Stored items
————————

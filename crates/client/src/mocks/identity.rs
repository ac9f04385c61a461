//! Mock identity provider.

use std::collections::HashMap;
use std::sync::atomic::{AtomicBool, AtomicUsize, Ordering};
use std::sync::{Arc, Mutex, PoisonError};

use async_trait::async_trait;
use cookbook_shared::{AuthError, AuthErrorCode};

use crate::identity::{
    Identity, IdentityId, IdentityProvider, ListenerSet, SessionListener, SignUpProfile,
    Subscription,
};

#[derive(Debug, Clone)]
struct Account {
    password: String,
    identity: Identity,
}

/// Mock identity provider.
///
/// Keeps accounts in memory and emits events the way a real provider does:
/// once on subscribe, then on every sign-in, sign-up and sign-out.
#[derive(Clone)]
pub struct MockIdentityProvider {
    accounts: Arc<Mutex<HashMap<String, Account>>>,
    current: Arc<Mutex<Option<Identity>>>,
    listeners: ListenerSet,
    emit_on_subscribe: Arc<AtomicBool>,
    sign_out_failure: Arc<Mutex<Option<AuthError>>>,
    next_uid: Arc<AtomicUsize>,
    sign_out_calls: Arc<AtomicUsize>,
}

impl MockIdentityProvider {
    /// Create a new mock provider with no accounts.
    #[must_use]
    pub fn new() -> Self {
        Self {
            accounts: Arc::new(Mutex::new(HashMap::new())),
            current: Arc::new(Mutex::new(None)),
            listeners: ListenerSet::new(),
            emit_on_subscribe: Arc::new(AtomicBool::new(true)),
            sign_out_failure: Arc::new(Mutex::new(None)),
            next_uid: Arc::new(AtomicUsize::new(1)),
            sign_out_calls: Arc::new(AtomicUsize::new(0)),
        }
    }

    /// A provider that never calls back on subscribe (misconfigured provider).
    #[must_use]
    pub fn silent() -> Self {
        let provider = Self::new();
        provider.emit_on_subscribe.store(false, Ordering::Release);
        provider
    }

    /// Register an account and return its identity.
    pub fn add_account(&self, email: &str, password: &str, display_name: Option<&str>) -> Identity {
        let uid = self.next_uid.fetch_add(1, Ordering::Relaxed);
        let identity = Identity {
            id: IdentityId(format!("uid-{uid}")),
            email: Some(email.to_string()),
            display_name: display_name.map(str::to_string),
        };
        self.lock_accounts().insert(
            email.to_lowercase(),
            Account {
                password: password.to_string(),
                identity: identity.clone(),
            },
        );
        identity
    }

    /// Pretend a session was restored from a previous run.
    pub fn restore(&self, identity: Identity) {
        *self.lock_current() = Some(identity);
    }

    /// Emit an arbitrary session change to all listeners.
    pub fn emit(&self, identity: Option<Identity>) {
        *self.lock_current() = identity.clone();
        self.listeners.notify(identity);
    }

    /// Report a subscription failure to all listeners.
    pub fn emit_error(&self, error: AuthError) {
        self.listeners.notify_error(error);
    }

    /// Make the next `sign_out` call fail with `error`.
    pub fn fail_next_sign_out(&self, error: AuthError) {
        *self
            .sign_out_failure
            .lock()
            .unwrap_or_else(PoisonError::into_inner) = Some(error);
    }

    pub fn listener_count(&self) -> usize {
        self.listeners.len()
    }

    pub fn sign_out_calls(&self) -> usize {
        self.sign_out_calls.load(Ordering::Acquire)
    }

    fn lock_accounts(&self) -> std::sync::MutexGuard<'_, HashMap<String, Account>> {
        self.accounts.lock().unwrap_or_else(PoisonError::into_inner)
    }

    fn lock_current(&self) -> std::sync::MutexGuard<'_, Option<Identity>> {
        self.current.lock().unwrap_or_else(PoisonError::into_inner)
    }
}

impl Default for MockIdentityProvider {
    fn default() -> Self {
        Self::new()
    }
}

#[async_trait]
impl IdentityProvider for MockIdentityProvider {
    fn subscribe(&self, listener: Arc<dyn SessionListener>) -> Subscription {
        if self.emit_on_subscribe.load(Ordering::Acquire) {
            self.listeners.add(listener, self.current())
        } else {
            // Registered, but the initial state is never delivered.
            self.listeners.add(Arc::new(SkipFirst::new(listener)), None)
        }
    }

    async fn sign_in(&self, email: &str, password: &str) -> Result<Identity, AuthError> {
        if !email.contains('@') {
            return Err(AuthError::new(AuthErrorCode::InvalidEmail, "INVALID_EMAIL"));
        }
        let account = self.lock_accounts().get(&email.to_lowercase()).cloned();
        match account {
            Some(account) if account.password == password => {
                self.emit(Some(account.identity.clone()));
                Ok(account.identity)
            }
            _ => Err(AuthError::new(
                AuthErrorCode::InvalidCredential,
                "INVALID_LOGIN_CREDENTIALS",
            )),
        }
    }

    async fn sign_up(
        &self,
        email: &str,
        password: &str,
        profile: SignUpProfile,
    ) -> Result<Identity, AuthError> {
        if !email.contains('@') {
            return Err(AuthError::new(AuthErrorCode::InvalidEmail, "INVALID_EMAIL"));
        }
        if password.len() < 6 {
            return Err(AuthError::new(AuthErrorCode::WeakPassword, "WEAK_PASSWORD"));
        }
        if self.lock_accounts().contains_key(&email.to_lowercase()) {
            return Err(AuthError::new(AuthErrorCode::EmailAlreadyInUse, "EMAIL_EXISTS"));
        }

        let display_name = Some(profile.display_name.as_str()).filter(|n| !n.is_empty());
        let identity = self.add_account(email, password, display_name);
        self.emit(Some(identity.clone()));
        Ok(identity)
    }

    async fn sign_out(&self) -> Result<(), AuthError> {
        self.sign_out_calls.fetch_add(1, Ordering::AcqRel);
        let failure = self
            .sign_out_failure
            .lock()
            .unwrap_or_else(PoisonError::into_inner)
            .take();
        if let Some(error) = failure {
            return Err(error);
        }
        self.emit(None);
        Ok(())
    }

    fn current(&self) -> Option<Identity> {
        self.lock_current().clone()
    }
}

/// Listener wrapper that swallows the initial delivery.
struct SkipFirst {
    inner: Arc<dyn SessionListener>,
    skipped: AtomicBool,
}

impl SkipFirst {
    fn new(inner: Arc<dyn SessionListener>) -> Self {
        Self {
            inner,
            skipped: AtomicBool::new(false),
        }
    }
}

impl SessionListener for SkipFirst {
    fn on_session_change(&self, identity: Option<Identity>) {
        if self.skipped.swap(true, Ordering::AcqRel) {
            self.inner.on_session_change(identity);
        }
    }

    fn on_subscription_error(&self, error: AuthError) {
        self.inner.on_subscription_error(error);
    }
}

————————

EXERCISE AIM: Write out the data above once more, exactly as it reads.

ANSWER TO THIS PROBLEM:
filename crates/client/src/mocks/identity.rs
repository ac9f04385c61a461
//! Mock identity provider.

use std::collections::HashMap;
use std::sync::atomic::{AtomicBool, AtomicUsize, Ordering};
use std::sync::{Arc, Mutex, PoisonError};

use async_trait::async_trait;
use cookbook_shared::{AuthError, AuthErrorCode};

use crate::identity::{
    Identity, IdentityId, IdentityProvider, ListenerSet, SessionListener, SignUpProfile,
    Subscription,
};

#[derive(Debug, Clone)]
struct Account {
    password: String,
    identity: Identity,
}

/// Mock identity provider.
///
/// Keeps accounts in memory and emits events the way a real provider does:
/// once on subscribe, then on every sign-in, sign-up and sign-out.
#[derive(Clone)]
pub struct MockIdentityProvider {
    accounts: Arc<Mutex<HashMap<String, Account>>>,
    current: Arc<Mutex<Option<Identity>>>,
    listeners: ListenerSet,
    emit_on_subscribe: Arc<AtomicBool>,
    sign_out_failure: Arc<Mutex<Option<AuthError>>>,
    next_uid: Arc<AtomicUsize>,
    sign_out_calls: Arc<AtomicUsize>,
}

impl MockIdentityProvider {
    /// Create a new mock provider with no accounts.
    #[must_use]
    pub fn new() -> Self {
        Self {
            accounts: Arc::new(Mutex::new(HashMap::new())),
            current: Arc::new(Mutex::new(None)),
            listeners: ListenerSet::new(),
            emit_on_subscribe: Arc::new(AtomicBool::new(true)),
            sign_out_failure: Arc::new(Mutex::new(None)),
            next_uid: Arc::new(AtomicUsize::new(1)),
            sign_out_calls: Arc::new(AtomicUsize::new(0)),
        }
    }

    /// A provider that never calls back on subscribe (misconfigured provider).
    #[must_use]
    pub fn silent() -> Self {
        let provider = Self::new();
        provider.emit_on_subscribe.store(false, Ordering::Release);
        provider
    }

    /// Register an account and return its identity.
    pub fn add_account(&self, email: &str, password: &str, display_name: Option<&str>) -> Identity {
        let uid = self.next_uid.fetch_add(1, Ordering::Relaxed);
        let identity = Identity {
            id: IdentityId(format!("uid-{uid}")),
            email: Some(email.to_string()),
            display_name: display_name.map(str::to_string),
        };
        self.lock_accounts().insert(
            email.to_lowercase(),
            Account {
                password: password.to_string(),
                identity: identity.clone(),
            },
        );
        identity
    }

    /// Pretend a session was restored from a previous run.
    pub fn restore(&self, identity: Identity) {
        *self.lock_current() = Some(identity);
    }

    /// Emit an arbitrary session change to all listeners.
    pub fn emit(&self, identity: Option<Identity>) {
        *self.lock_current() = identity.clone();
        self.listeners.notify(identity);
    }

    /// Report a subscription failure to all listeners.
    pub fn emit_error(&self, error: AuthError) {
        self.listeners.notify_error(error);
    }

    /// Make the next `sign_out` call fail with `error`.
    pub fn fail_next_sign_out(&self, error: AuthError) {
        *self
            .sign_out_failure
            .lock()
            .unwrap_or_else(PoisonError::into_inner) = Some(error);
    }

    pub fn listener_count(&self) -> usize {
        self.listeners.len()
    }

    pub fn sign_out_calls(&self) -> usize {
        self.sign_out_calls.load(Ordering::Acquire)
    }

    fn lock_accounts(&self) -> std::sync::MutexGuard<'_, HashMap<String, Account>> {
        self.accounts.lock().unwrap_or_else(PoisonError::into_inner)
    }

    fn lock_current(&self) -> std::sync::MutexGuard<'_, Option<Identity>> {
        self.current.lock().unwrap_or_else(PoisonError::into_inner)
    }
}

impl Default for MockIdentityProvider {
    fn default() -> Self {
        Self::new()
    }
}

#[async_trait]
impl IdentityProvider for MockIdentityProvider {
    fn subscribe(&self, listener: Arc<dyn SessionListener>) -> Subscription {
        if self.emit_on_subscribe.load(Ordering::Acquire) {
            self.listeners.add(listener, self.current())
        } else {
            // Registered, but the initial state is never delivered.
            self.listeners.add(Arc::new(SkipFirst::new(listener)), None)
        }
    }

    async fn sign_in(&self, email: &str, password: &str) -> Result<Identity, AuthError> {
        if !email.contains('@') {
            return Err(AuthError::new(AuthErrorCode::InvalidEmail, "INVALID_EMAIL"));
        }
        let account = self.lock_accounts().get(&email.to_lowercase()).cloned();
        match account {
            Some(account) if account.password == password => {
                self.emit(Some(account.identity.clone()));
                Ok(account.identity)
            }
            _ => Err(AuthError::new(
                AuthErrorCode::InvalidCredential,
                "INVALID_LOGIN_CREDENTIALS",
            )),
        }
    }

    async fn sign_up(
        &self,
        email: &str,
        password: &str,
        profile: SignUpProfile,
    ) -> Result<Identity, AuthError> {
        if !email.contains('@') {
            return Err(AuthError::new(AuthErrorCode::InvalidEmail, "INVALID_EMAIL"));
        }
        if password.len() < 6 {
            return Err(AuthError::new(AuthErrorCode::WeakPassword, "WEAK_PASSWORD"));
        }
        if self.lock_accounts().contains_key(&email.to_lowercase()) {
            return Err(AuthError::new(AuthErrorCode::EmailAlreadyInUse, "EMAIL_EXISTS"));
        }

        let display_name = Some(profile.display_name.as_str()).filter(|n| !n.is_empty());
        let identity = self.add_account(email, password, display_name);
        self.emit(Some(identity.clone()));
        Ok(identity)
    }

    async fn sign_out(&self) -> Result<(), AuthError> {
        self.sign_out_calls.fetch_add(1, Ordering::AcqRel);
        let failure = self
            .sign_out_failure
            .lock()
            .unwrap_or_else(PoisonError::into_inner)
            .take();
        if let Some(error) = failure {
            return Err(error);
        }
        self.emit(None);
        Ok(())
    }

    fn current(&self) -> Option<Identity> {
        self.lock_current().clone()
    }
}

/// Listener wrapper that swallows the initial delivery.
struct SkipFirst {
    inner: Arc<dyn SessionListener>,
    skipped: AtomicBool,
}

impl SkipFirst {
    fn new(inner: Arc<dyn SessionListener>) -> Self {
        Self {
            inner,
            skipped: AtomicBool::new(false),
        }
    }
}

impl SessionListener for SkipFirst {
    fn on_session_change(&self, identity: Option<Identity>) {
        if self.skipped.swap(true, Ordering::AcqRel) {
            self.inner.on_session_change(identity);
        }
    }

    fn on_subscription_error(&self, error: AuthError) {
        self.inner.on_subscription_error(error);
    }
}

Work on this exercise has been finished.